Using Other RMs (e.g., Pinecone, Weaviate)

Configuring other RMs follows a similar pattern. You’ll typically need to provide details like index names, API keys (often via environment variables), and the client object for that specific service.

# Example: Configuring Pinecone (Conceptual - requires setup)
# from dspy.retrieve.pinecone_rm import PineconeRM
# Assumes PINECONE_API_KEY and PINECONE_ENVIRONMENT are set in environment
# pinecone_retriever = PineconeRM(
#     pinecone_index_name='my-company-docs-index',
#     # Assuming embeddings are done via OpenAI's model
#     openai_embed_model='text-embedding-ada-002'
# )
# dspy.settings.configure(rm=pinecone_retriever)

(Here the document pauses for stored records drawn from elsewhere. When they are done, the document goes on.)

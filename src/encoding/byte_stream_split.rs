//! `BYTE_STREAM_SPLIT`: each value's bytes are transposed into `width`
//! separate byte planes, trading encoded-size predictability for a
//! compressor-friendly layout. Supported for `FLOAT`, `DOUBLE`, `INT32`,
//! `INT64`, and fixed-width `FIXED_LEN_BYTE_ARRAY` columns.

use crate::error::{oos_err, Result};

/// Un-transposes a byte-stream-split page back into `count` contiguous,
/// little-endian values of `width` bytes each — the same layout `PLAIN`
/// decoding expects.
pub fn decode(data: &[u8], width: usize, count: usize) -> Result<Vec<u8>> {
    if width == 0 {
        return Err(oos_err!("byte_stream_split element width must be positive"));
    }
    let required = width
        .checked_mul(count)
        .ok_or_else(|| oos_err!("byte_stream_split size overflow"))?;
    if data.len() < required {
        return Err(oos_err!(
            "byte_stream_split needs {} bytes, only {} available",
            required,
            data.len()
        ));
    }

    let mut out = vec![0u8; required];
    for plane in 0..width {
        for i in 0..count {
            out[i * width + plane] = data[plane * count + i];
        }
    }
    Ok(out)
}

#[cfg(test)]
mod tests {
    use super::*;

    #[test]
    fn untransposes_f32_planes() {
        // two f32 values: 1.0f32 = [0,0,128,63], 2.0f32 = [0,0,0,64]
        let planes = [0u8, 0, 0, 0, 128, 0, 63, 64];
        let values = decode(&planes, 4, 2).unwrap();
        assert_eq!(&values[0..4], &[0, 0, 128, 63]);
        assert_eq!(&values[4..8], &[0, 0, 0, 64]);
        assert_eq!(f32::from_le_bytes(values[0..4].try_into().unwrap()), 1.0);
        assert_eq!(f32::from_le_bytes(values[4..8].try_into().unwrap()), 2.0);
    }

    #[test]
    fn truncated_input_is_an_error() {
        assert!(decode(&[0u8; 3], 4, 2).is_err());
    }
}
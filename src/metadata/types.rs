//! Enumerations bridged from the raw `i32` thrift values to closed Rust
//! enums, the way `parquet2::parquet_bridge` bridges `parquet-format`'s
//! generated types to its own `Repetition`/`Compression`/`PageType`/
//! `Encoding`. Here there is no generated crate on the other side: the
//! `i32` comes straight off the wire via [`crate::thrift`].

use crate::error::{oos_err, Result};

/// The wire-level storage type of a primitive column.
#[derive(Debug, Clone, Copy, PartialEq, Eq, Hash)]
pub enum PhysicalType {
    Boolean,
    Int32,
    Int64,
    Int96,
    Float,
    Double,
    ByteArray,
    FixedLenByteArray,
}

impl PhysicalType {
    pub fn from_i32(v: i32) -> Result<Self> {
        Ok(match v {
            0 => PhysicalType::Boolean,
            1 => PhysicalType::Int32,
            2 => PhysicalType::Int64,
            3 => PhysicalType::Int96,
            4 => PhysicalType::Float,
            5 => PhysicalType::Double,
            6 => PhysicalType::ByteArray,
            7 => PhysicalType::FixedLenByteArray,
            other => return Err(oos_err!("unknown physical type {}", other)),
        })
    }
}

/// Legacy converted-type annotation. Superseded by [`LogicalType`] but
/// still emitted by older writers; both must be recognized.
#[derive(Debug, Clone, Copy, PartialEq, Eq, Hash)]
pub enum ConvertedType {
    Utf8,
    Map,
    MapKeyValue,
    List,
    Enum,
    Decimal,
    Date,
    TimeMillis,
    TimeMicros,
    TimestampMillis,
    TimestampMicros,
    Uint8,
    Uint16,
    Uint32,
    Uint64,
    Int8,
    Int16,
    Int32,
    Int64,
    Json,
    Bson,
    Interval,
}

impl ConvertedType {
    pub fn from_i32(v: i32) -> Result<Self> {
        use ConvertedType::*;
        Ok(match v {
            0 => Utf8,
            1 => Map,
            2 => MapKeyValue,
            3 => List,
            4 => Enum,
            5 => Decimal,
            6 => Date,
            7 => TimeMillis,
            8 => TimeMicros,
            9 => TimestampMillis,
            10 => TimestampMicros,
            11 => Uint8,
            12 => Uint16,
            13 => Uint32,
            14 => Uint64,
            15 => Int8,
            16 => Int16,
            17 => Int32,
            18 => Int64,
            19 => Json,
            20 => Bson,
            21 => Interval,
            other => return Err(oos_err!("unknown converted type {}", other)),
        })
    }
}

/// The unit a `TIME`/`TIMESTAMP` logical type is stored in.
#[derive(Debug, Clone, Copy, PartialEq, Eq, Hash)]
pub enum TimeUnit {
    Millis,
    Micros,
    Nanos,
}

/// Tagged union of logical-type annotations, carrying their parameters.
#[derive(Debug, Clone, Copy, PartialEq, Eq, Hash)]
pub enum LogicalType {
    String,
    Enum,
    Uuid,
    Json,
    Bson,
    Date,
    Time {
        unit: TimeUnit,
        is_adjusted_to_utc: bool,
    },
    Timestamp {
        unit: TimeUnit,
        is_adjusted_to_utc: bool,
    },
    Decimal {
        precision: i32,
        scale: i32,
    },
    Integer {
        bit_width: u8,
        signed: bool,
    },
    List,
    Map,
    Unknown,
}

/// A field's repetition.
#[derive(Debug, Clone, Copy, PartialEq, Eq, Hash)]
pub enum Repetition {
    Required,
    Optional,
    Repeated,
}

impl Repetition {
    pub fn from_i32(v: i32) -> Result<Self> {
        Ok(match v {
            0 => Repetition::Required,
            1 => Repetition::Optional,
            2 => Repetition::Repeated,
            other => return Err(oos_err!("unknown repetition type {}", other)),
        })
    }
}

/// A page's value encoding.
#[derive(Debug, Clone, Copy, PartialEq, Eq, Hash)]
pub enum Encoding {
    Plain,
    PlainDictionary,
    Rle,
    BitPacked,
    DeltaBinaryPacked,
    DeltaLengthByteArray,
    DeltaByteArray,
    RleDictionary,
    ByteStreamSplit,
}

impl Encoding {
    pub fn from_i32(v: i32) -> Result<Self> {
        Ok(match v {
            0 => Encoding::Plain,
            2 => Encoding::PlainDictionary,
            3 => Encoding::Rle,
            4 => Encoding::BitPacked,
            5 => Encoding::DeltaBinaryPacked,
            6 => Encoding::DeltaLengthByteArray,
            7 => Encoding::DeltaByteArray,
            8 => Encoding::RleDictionary,
            9 => Encoding::ByteStreamSplit,
            other => return Err(oos_err!("unknown or unsupported encoding {}", other)),
        })
    }

    /// True for either of Parquet's two dictionary-index encodings.
    pub fn is_dictionary(&self) -> bool {
        matches!(self, Encoding::PlainDictionary | Encoding::RleDictionary)
    }
}

/// A column chunk's compression codec.
#[derive(Debug, Clone, Copy, PartialEq, Eq, Hash)]
pub enum Compression {
    Uncompressed,
    Snappy,
    Gzip,
    Lzo,
    Brotli,
    Lz4,
    Zstd,
    Lz4Raw,
}

impl Compression {
    pub fn from_i32(v: i32) -> Result<Self> {
        Ok(match v {
            0 => Compression::Uncompressed,
            1 => Compression::Snappy,
            2 => Compression::Gzip,
            3 => Compression::Lzo,
            4 => Compression::Brotli,
            5 => Compression::Lz4,
            6 => Compression::Zstd,
            7 => Compression::Lz4Raw,
            other => return Err(oos_err!("unknown compression codec {}", other)),
        })
    }
}

/// A page's kind, as declared by its header.
#[derive(Debug, Clone, Copy, PartialEq, Eq, Hash)]
pub enum PageType {
    DataPage,
    IndexPage,
    DictionaryPage,
    DataPageV2,
}

impl PageType {
    pub fn from_i32(v: i32) -> Result<Self> {
        Ok(match v {
            0 => PageType::DataPage,
            1 => PageType::IndexPage,
            2 => PageType::DictionaryPage,
            3 => PageType::DataPageV2,
            other => return Err(oos_err!("unknown page type {}", other)),
        })
    }
}
//! Thrift-compact metadata decoding: `FileMetaData`, `RowGroupMetaData`,
//! `ColumnChunkMetaData`/`ColumnMetaData`, page headers, and the physical /
//! logical / converted type enums they carry.

mod column_chunk;
mod file_metadata;
mod footer;
mod page_header;
mod row_group;
mod schema_element;
mod statistics;
pub mod types;

pub use column_chunk::{ColumnChunkMetaData, ColumnMetaData};
pub use file_metadata::{ColumnOrder, FileMetaData, KeyValue};
pub use footer::read_file_metadata;
pub use page_header::{
    DataPageHeaderV1, DataPageHeaderV2, DictionaryPageHeader, PageHeader, PageHeaderVariant,
};
pub use row_group::RowGroupMetaData;
pub use schema_element::SchemaElement;
pub use statistics::Statistics;
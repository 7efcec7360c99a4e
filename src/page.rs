//! Splits a column chunk's byte range into individual pages: decodes each
//! page's thrift header, decompresses its body, and slices the
//! repetition-level / definition-level / values regions apart. Encoding
//! decode proper (hybrid RLE, delta, dictionary lookups, ...) happens one
//! layer up, in [`crate::column`], which is the one place that knows a
//! column's schema-derived bit widths.

use crate::compression::{Decompressor, DecompressorRegistry};
use crate::error::{oos_err, Result};
use crate::metadata::types::{Compression, Encoding};
use crate::metadata::{PageHeader, PageHeaderVariant};
use crate::thrift::ThriftCompactReader;

/// A decoded `DATA_PAGE`/`DATA_PAGE_V2`, with level streams sliced out
/// but not yet interpreted. `rep_levels`/`def_levels` are empty when the
/// column has no repetition/definition levels to decode (i.e. the
/// schema's max level is 0).
#[derive(Debug)]
pub struct DataPageContent {
    pub num_values: usize,
    pub num_nulls: Option<usize>,
    pub num_rows: Option<usize>,
    pub encoding: Encoding,
    pub rep_levels: Vec<u8>,
    pub def_levels: Vec<u8>,
    pub values: Vec<u8>,
}

#[derive(Debug)]
pub struct DictionaryPageContent {
    pub num_values: usize,
    pub encoding: Encoding,
    pub is_sorted: bool,
    pub values: Vec<u8>,
}

#[derive(Debug)]
pub enum ParsedPage {
    Data(DataPageContent),
    Dictionary(DictionaryPageContent),
}

/// Walks a column chunk's mapped byte range page by page.
pub struct PageScanner<'a> {
    buf: &'a [u8],
    pos: usize,
    compression: Compression,
    max_definition_level: i16,
    max_repetition_level: i16,
    decompressor: Option<Box<dyn Decompressor>>,
    validate_crc: bool,
}

impl<'a> PageScanner<'a> {
    pub fn new(
        buf: &'a [u8],
        compression: Compression,
        max_definition_level: i16,
        max_repetition_level: i16,
    ) -> Result<Self> {
        Self::with_options(
            buf,
            compression,
            max_definition_level,
            max_repetition_level,
            false,
            &DecompressorRegistry::default(),
        )
    }

    /// Like [`PageScanner::new`], but resolves the codec through
    /// `registry` (falling back to the built-in set) and, if
    /// `validate_crc` is set, checks each page's optional CRC32 (computed
    /// over the page body as stored, before decompression) against the
    /// header's declared value when one is present.
    pub fn with_options(
        buf: &'a [u8],
        compression: Compression,
        max_definition_level: i16,
        max_repetition_level: i16,
        validate_crc: bool,
        registry: &DecompressorRegistry,
    ) -> Result<Self> {
        let decompressor = registry.create(compression)?;
        Ok(PageScanner {
            buf,
            pos: 0,
            compression,
            max_definition_level,
            max_repetition_level,
            decompressor,
            validate_crc,
        })
    }

    fn decompress(&mut self, input: &[u8], uncompressed_size: usize) -> Result<Vec<u8>> {
        match &mut self.decompressor {
            Some(codec) => {
                let out = codec.decompress(input, uncompressed_size)?;
                if out.len() != uncompressed_size {
                    return Err(oos_err!(
                        "page decompressed to {} bytes, header declared {}",
                        out.len(),
                        uncompressed_size
                    ));
                }
                Ok(out)
            }
            None => {
                if input.len() != uncompressed_size {
                    return Err(oos_err!(
                        "uncompressed page body is {} bytes, header declared {}",
                        input.len(),
                        uncompressed_size
                    ));
                }
                Ok(input.to_vec())
            }
        }
    }

    /// Splits a fully-decompressed `DATA_PAGE` (v1) body into its
    /// rep/def/value regions. Each level stream, if present, is prefixed
    /// by its own 4-byte little-endian byte length.
    fn split_v1_body(&self, body: &[u8]) -> Result<(Vec<u8>, Vec<u8>, Vec<u8>)> {
        let mut cursor = 0usize;
        let mut take_stream = |has_level: bool, body: &[u8], cursor: &mut usize| -> Result<Vec<u8>> {
            if !has_level {
                return Ok(Vec::new());
            }
            let len_bytes = body
                .get(*cursor..*cursor + 4)
                .ok_or_else(|| oos_err!("data page v1 level stream missing length prefix"))?;
            let len = u32::from_le_bytes(len_bytes.try_into().unwrap()) as usize;
            let stream = body
                .get(*cursor + 4..*cursor + 4 + len)
                .ok_or_else(|| oos_err!("data page v1 level stream truncated"))?
                .to_vec();
            *cursor += 4 + len;
            Ok(stream)
        };

        let rep = take_stream(self.max_repetition_level > 0, body, &mut cursor)?;
        let def = take_stream(self.max_definition_level > 0, body, &mut cursor)?;
        let values = body[cursor..].to_vec();
        Ok((rep, def, values))
    }

    fn read_page_header(&mut self) -> Result<PageHeader> {
        let mut reader = ThriftCompactReader::new(&self.buf[self.pos..]);
        let header = PageHeader::decode(&mut reader)?;
        self.pos += reader.consumed();
        Ok(header)
    }

    fn next_page(&mut self) -> Result<Option<ParsedPage>> {
        if self.pos >= self.buf.len() {
            return Ok(None);
        }
        let header = self.read_page_header()?;
        let compressed_size = header.compressed_page_size as usize;
        let body = self
            .buf
            .get(self.pos..self.pos + compressed_size)
            .ok_or_else(|| oos_err!("page body truncated"))?;
        self.pos += compressed_size;

        if self.validate_crc {
            if let Some(expected) = header.crc {
                let actual = crc32fast::hash(body) as i32;
                if actual != expected {
                    return Err(oos_err!(
                        "page crc mismatch: header declared {}, computed {}",
                        expected,
                        actual
                    ));
                }
            }
        }

        match header.variant {
            PageHeaderVariant::Dictionary(dict_header) => {
                let values = self.decompress(body, header.uncompressed_page_size as usize)?;
                Ok(Some(ParsedPage::Dictionary(DictionaryPageContent {
                    num_values: dict_header.num_values as usize,
                    encoding: dict_header.encoding,
                    is_sorted: dict_header.is_sorted.unwrap_or(false),
                    values,
                })))
            }
            PageHeaderVariant::V1(v1) => {
                let decompressed = self.decompress(body, header.uncompressed_page_size as usize)?;
                let (rep_levels, def_levels, values) = self.split_v1_body(&decompressed)?;
                Ok(Some(ParsedPage::Data(DataPageContent {
                    num_values: v1.num_values as usize,
                    num_nulls: None,
                    num_rows: None,
                    encoding: v1.encoding,
                    rep_levels,
                    def_levels,
                    values,
                })))
            }
            PageHeaderVariant::V2(v2) => {
                let rep_len = v2.repetition_levels_byte_length as usize;
                let def_len = v2.definition_levels_byte_length as usize;
                let levels_len = rep_len + def_len;
                let levels = body
                    .get(..levels_len)
                    .ok_or_else(|| oos_err!("data page v2 level streams truncated"))?;
                let rep_levels = levels.get(..rep_len).unwrap_or(&[]).to_vec();
                let def_levels = levels.get(rep_len..levels_len).unwrap_or(&[]).to_vec();

                let value_region = &body[levels_len..];
                let uncompressed_value_size =
                    header.uncompressed_page_size as usize - levels_len;
                let values = if v2.is_compressed {
                    self.decompress(value_region, uncompressed_value_size)?
                } else {
                    value_region.to_vec()
                };

                Ok(Some(ParsedPage::Data(DataPageContent {
                    num_values: v2.num_values as usize,
                    num_nulls: Some(v2.num_nulls as usize),
                    num_rows: Some(v2.num_rows as usize),
                    encoding: v2.encoding,
                    rep_levels,
                    def_levels,
                    values,
                })))
            }
        }
    }
}

impl<'a> Iterator for PageScanner<'a> {
    type Item = Result<ParsedPage>;

    fn next(&mut self) -> Option<Self::Item> {
        self.next_page().transpose()
    }
}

# Example: Configuring Weaviate (Conceptual - requires setup)
# import weaviate
# from dspy.retrieve.weaviate_rm import WeaviateRM
# weaviate_client = weaviate.connect_to_local() # Or connect_to_wcs, etc.
# weaviate_retriever = WeaviateRM(
#     weaviate_collection_name='my_manuals',
#     weaviate_client=weaviate_client
# )
# dspy.settings.configure(rm=weaviate_retriever)

(Don’t worry about the specifics of connecting to Pinecone or Weaviate here; the key takeaway is the dspy.settings.configure(rm=...) pattern.)

How Modules Use the Configured RM: `dspy.Retrieve`

Usually, you don’t call dspy.settings.rm(...) directly in your main program logic. Instead, you use a DSPy module designed for retrieval. The most basic one is dspy.Retrieve.

The dspy.Retrieve module is a simple Module whose job is to:

Take a query as input.
Call the currently configured RM (dspy.settings.rm).
Return the retrieved passages.

Here’s how you typically use it within a DSPy Program:

import dspy

# Assume RM is already configured (e.g., colbertv2_wiki from before)
# dspy.settings.configure(rm=colbertv2_wiki)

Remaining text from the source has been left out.